[Material to process]

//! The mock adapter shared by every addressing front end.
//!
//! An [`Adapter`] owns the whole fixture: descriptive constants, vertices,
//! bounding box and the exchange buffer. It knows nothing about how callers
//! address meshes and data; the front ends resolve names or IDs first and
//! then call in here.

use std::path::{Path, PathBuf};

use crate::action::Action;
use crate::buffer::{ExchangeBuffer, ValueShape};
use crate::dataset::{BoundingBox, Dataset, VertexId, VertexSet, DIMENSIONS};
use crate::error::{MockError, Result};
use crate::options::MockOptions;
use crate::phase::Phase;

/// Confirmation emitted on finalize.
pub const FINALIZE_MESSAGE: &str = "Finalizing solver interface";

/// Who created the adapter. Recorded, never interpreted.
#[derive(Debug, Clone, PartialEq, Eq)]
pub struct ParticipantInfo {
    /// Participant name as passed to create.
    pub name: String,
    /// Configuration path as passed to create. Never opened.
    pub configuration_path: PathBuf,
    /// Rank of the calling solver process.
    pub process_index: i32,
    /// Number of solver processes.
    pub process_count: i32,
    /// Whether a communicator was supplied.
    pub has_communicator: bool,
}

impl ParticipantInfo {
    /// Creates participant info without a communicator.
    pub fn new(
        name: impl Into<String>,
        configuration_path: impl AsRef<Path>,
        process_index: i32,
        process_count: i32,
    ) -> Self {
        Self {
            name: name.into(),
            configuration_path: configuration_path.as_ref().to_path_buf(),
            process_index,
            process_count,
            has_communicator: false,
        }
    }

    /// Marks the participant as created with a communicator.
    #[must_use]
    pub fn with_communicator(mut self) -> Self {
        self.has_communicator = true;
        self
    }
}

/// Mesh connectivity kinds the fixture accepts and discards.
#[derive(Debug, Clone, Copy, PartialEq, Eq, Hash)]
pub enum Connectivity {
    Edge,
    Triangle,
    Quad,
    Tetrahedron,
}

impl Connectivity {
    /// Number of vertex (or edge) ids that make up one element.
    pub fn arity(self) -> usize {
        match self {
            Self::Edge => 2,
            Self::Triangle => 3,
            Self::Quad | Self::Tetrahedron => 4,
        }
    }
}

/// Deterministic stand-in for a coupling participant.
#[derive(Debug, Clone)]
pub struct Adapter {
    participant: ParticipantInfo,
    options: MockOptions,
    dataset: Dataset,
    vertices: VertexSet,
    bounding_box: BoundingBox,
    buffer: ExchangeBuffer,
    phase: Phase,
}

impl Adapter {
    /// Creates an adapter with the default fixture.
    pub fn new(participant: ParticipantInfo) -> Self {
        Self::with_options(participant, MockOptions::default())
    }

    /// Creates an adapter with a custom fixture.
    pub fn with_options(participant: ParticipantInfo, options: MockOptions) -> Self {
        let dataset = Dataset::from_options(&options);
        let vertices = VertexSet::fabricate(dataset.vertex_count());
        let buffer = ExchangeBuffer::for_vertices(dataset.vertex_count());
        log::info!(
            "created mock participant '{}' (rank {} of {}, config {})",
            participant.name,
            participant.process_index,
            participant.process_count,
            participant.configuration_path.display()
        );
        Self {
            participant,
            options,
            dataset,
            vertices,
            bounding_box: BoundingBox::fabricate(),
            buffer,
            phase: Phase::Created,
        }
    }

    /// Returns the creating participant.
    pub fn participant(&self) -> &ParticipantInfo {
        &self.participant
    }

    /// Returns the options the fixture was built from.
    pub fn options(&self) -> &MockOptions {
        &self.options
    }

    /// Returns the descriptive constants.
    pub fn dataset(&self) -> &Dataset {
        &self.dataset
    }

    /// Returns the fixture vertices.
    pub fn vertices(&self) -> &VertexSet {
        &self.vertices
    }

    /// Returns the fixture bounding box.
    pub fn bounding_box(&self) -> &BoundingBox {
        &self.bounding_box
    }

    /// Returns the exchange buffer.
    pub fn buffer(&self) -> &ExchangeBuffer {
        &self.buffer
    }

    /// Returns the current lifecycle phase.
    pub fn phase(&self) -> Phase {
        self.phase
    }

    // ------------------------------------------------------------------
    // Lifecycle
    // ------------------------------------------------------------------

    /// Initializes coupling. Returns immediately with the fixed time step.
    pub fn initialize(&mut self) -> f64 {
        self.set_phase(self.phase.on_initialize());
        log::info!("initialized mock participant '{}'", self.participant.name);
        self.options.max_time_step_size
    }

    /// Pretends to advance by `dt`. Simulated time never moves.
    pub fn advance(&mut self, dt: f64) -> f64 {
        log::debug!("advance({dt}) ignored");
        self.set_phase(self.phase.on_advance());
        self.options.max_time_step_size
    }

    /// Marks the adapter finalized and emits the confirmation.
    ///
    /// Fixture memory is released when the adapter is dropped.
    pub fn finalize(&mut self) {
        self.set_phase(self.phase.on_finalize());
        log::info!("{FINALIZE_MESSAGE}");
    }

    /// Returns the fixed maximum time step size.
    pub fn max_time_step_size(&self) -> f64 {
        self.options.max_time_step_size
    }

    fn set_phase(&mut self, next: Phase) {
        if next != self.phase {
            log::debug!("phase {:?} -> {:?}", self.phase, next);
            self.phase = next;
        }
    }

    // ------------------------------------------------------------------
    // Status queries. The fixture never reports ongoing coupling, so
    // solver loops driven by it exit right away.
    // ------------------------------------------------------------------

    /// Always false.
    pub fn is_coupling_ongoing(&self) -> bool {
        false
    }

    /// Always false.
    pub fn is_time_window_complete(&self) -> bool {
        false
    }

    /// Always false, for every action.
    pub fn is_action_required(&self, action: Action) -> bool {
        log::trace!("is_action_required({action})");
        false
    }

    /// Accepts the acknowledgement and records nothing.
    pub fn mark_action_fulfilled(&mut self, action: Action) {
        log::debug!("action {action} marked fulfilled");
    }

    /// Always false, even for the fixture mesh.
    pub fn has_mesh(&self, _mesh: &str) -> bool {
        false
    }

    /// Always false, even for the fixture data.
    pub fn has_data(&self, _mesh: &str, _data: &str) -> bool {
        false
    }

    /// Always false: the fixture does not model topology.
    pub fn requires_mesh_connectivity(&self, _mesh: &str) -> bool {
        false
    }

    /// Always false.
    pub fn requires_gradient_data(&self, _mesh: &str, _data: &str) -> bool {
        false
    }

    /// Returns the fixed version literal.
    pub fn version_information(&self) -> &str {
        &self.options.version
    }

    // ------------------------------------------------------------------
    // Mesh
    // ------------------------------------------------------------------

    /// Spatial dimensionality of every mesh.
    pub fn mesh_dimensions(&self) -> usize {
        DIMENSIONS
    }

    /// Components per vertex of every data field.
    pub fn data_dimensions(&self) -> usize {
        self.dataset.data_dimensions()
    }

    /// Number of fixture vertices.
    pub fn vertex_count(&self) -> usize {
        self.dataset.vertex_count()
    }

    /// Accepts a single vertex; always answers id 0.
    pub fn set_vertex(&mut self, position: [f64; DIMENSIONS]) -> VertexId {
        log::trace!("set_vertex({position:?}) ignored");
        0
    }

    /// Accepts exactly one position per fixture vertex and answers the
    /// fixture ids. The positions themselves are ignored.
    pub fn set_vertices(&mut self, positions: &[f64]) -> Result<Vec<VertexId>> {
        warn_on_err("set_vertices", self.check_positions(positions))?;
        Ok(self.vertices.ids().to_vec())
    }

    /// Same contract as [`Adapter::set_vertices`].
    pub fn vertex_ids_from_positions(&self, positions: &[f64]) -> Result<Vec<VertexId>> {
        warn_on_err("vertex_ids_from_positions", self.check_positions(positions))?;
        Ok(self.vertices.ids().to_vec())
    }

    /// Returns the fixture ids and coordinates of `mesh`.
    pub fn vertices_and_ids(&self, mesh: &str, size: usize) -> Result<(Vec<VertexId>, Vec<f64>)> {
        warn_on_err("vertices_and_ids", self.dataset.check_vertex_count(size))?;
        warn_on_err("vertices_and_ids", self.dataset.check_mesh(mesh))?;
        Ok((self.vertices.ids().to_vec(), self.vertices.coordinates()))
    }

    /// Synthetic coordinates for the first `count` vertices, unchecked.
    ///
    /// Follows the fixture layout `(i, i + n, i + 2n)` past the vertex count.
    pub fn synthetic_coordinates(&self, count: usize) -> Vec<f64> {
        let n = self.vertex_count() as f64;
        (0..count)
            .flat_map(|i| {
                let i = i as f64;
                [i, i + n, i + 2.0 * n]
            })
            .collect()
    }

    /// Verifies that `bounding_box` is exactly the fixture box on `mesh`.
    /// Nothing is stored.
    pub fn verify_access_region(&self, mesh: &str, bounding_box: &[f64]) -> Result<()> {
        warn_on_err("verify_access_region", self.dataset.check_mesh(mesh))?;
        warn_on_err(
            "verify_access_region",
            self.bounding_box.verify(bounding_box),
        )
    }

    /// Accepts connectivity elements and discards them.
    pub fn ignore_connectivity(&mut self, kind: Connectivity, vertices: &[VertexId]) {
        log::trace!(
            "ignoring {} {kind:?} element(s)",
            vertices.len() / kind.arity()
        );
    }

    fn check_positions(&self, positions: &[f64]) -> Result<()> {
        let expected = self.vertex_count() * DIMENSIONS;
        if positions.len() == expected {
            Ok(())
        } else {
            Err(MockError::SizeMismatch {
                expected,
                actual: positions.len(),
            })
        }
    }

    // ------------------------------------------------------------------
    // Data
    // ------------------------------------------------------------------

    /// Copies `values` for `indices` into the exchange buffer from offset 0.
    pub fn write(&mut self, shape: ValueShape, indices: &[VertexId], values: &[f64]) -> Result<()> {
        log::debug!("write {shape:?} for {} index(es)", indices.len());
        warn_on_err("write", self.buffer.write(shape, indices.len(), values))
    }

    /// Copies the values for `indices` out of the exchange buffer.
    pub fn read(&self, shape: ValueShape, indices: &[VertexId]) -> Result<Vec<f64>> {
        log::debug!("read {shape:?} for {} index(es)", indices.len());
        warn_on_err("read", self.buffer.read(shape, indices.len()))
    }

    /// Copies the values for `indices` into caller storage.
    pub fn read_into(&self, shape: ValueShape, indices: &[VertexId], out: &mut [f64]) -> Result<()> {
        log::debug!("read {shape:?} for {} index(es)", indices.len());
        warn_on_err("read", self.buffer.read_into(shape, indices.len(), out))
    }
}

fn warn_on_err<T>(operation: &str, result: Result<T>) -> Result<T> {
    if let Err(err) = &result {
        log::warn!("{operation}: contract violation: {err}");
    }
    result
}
...
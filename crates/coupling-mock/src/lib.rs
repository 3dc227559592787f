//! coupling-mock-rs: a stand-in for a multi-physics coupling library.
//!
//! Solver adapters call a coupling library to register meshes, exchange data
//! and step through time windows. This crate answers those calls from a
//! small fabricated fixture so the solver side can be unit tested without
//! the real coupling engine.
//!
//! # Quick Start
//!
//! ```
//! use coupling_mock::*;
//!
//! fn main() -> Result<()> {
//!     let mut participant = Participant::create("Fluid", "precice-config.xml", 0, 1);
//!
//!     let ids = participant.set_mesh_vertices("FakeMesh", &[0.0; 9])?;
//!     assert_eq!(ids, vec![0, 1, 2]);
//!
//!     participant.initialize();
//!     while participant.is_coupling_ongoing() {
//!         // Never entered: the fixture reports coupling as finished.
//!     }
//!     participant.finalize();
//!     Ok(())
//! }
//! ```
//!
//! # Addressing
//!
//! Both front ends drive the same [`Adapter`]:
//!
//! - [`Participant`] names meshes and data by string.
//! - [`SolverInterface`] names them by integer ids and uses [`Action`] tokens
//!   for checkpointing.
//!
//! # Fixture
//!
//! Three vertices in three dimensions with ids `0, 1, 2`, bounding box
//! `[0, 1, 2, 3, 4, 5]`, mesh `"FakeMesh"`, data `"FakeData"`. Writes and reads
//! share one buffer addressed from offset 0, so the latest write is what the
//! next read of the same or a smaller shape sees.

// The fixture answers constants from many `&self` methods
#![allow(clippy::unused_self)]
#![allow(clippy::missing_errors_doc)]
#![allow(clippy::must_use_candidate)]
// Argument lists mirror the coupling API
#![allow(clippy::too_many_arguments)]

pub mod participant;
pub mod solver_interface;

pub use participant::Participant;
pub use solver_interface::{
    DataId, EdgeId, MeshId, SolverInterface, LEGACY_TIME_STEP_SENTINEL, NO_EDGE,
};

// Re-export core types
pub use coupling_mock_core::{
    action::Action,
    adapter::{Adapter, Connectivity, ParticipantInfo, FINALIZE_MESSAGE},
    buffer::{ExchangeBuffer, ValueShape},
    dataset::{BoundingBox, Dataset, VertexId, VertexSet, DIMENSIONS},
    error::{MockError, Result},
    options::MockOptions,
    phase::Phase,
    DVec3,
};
==
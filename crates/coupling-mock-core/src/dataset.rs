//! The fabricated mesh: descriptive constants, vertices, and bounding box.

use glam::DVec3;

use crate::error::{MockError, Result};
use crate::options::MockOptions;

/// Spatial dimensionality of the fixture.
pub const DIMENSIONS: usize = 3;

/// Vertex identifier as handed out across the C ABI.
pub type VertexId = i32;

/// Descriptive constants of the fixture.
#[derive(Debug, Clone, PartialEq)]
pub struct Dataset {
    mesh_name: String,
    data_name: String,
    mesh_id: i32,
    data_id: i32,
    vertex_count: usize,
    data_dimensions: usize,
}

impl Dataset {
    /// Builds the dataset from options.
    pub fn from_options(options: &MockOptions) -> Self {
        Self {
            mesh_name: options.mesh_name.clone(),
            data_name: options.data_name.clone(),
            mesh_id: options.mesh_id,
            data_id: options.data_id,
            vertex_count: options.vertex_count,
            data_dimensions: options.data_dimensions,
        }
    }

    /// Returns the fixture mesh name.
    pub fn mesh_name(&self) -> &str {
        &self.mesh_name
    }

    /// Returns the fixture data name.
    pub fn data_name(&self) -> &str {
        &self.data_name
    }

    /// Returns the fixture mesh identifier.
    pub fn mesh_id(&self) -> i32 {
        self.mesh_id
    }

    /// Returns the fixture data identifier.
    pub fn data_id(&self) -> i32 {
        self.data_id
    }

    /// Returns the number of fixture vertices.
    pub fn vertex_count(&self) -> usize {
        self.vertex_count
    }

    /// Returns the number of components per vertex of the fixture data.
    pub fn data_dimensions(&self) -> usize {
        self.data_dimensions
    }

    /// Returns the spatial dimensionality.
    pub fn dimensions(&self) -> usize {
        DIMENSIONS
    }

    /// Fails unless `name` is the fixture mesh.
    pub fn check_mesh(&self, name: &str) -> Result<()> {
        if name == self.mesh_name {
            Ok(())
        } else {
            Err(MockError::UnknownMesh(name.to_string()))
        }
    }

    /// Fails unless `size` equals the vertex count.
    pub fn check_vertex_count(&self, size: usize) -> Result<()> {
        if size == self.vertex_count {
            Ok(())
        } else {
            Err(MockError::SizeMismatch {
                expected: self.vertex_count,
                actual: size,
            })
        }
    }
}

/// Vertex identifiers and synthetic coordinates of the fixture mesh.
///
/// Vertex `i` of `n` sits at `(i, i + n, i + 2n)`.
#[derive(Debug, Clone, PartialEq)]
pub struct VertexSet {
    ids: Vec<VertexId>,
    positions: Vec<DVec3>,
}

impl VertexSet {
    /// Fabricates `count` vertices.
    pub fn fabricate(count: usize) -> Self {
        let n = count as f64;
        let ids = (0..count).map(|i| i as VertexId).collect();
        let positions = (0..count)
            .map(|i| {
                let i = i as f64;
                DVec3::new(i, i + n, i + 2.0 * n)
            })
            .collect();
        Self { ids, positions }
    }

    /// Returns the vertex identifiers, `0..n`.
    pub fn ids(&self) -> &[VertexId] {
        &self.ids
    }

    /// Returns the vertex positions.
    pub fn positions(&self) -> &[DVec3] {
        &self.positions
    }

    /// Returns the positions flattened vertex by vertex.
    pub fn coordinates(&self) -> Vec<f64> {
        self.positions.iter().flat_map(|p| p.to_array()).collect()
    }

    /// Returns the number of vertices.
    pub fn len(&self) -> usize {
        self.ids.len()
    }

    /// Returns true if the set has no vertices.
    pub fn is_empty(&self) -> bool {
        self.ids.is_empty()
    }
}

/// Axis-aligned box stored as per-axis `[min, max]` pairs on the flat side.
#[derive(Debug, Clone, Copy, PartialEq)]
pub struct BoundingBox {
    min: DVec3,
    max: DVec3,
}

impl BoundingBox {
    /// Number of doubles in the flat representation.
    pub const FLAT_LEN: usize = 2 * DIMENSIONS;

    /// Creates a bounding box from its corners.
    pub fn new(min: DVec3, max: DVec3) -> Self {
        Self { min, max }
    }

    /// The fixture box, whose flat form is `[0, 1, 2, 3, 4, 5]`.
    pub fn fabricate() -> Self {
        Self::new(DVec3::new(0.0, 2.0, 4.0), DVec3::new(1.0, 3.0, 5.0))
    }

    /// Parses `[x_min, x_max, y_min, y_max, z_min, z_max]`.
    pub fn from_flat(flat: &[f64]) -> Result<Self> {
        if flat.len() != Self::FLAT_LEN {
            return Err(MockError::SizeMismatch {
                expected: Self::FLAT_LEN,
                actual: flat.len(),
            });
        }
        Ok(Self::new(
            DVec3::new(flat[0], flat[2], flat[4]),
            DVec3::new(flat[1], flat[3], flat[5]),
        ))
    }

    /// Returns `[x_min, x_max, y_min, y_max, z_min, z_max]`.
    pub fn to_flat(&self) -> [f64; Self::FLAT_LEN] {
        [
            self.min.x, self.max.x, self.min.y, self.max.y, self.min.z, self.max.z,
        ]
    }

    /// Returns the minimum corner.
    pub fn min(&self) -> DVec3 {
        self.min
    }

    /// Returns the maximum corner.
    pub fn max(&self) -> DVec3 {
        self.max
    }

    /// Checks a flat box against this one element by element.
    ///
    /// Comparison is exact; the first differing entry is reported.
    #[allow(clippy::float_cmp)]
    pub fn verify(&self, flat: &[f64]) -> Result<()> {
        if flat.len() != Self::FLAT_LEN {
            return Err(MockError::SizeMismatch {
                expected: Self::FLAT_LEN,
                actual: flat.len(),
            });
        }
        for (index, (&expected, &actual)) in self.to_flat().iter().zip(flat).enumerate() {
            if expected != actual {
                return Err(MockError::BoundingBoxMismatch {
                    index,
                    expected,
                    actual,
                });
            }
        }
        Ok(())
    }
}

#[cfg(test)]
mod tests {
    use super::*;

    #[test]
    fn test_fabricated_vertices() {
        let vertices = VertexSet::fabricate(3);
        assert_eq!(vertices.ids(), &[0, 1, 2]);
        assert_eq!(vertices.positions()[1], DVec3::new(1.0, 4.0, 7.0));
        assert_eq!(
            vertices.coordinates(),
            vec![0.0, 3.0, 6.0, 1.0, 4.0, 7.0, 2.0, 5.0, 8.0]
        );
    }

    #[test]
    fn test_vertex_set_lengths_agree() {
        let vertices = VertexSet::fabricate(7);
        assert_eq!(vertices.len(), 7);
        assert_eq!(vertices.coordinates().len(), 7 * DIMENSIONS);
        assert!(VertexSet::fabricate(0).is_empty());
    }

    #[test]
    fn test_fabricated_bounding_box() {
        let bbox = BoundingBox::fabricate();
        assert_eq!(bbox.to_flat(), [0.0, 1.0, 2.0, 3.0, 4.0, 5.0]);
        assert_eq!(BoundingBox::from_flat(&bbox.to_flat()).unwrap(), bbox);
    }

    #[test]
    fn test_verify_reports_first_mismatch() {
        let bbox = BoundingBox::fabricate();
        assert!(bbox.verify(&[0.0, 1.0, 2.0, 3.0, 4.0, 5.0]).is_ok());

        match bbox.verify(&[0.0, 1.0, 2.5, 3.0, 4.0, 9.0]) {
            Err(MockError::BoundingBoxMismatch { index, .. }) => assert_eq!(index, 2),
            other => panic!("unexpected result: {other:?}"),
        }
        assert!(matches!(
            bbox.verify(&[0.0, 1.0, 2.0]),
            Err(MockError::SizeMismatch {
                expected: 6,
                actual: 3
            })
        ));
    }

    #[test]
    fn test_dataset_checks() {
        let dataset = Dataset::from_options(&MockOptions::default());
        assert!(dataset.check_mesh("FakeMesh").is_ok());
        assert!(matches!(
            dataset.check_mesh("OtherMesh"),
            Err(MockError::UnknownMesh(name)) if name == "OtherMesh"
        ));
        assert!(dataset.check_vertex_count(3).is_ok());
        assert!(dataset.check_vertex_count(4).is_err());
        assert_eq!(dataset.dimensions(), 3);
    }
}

[What to work on] Across the whole listing above, state how many lines contain "even". Only the number is wanted.

[Solution below] 2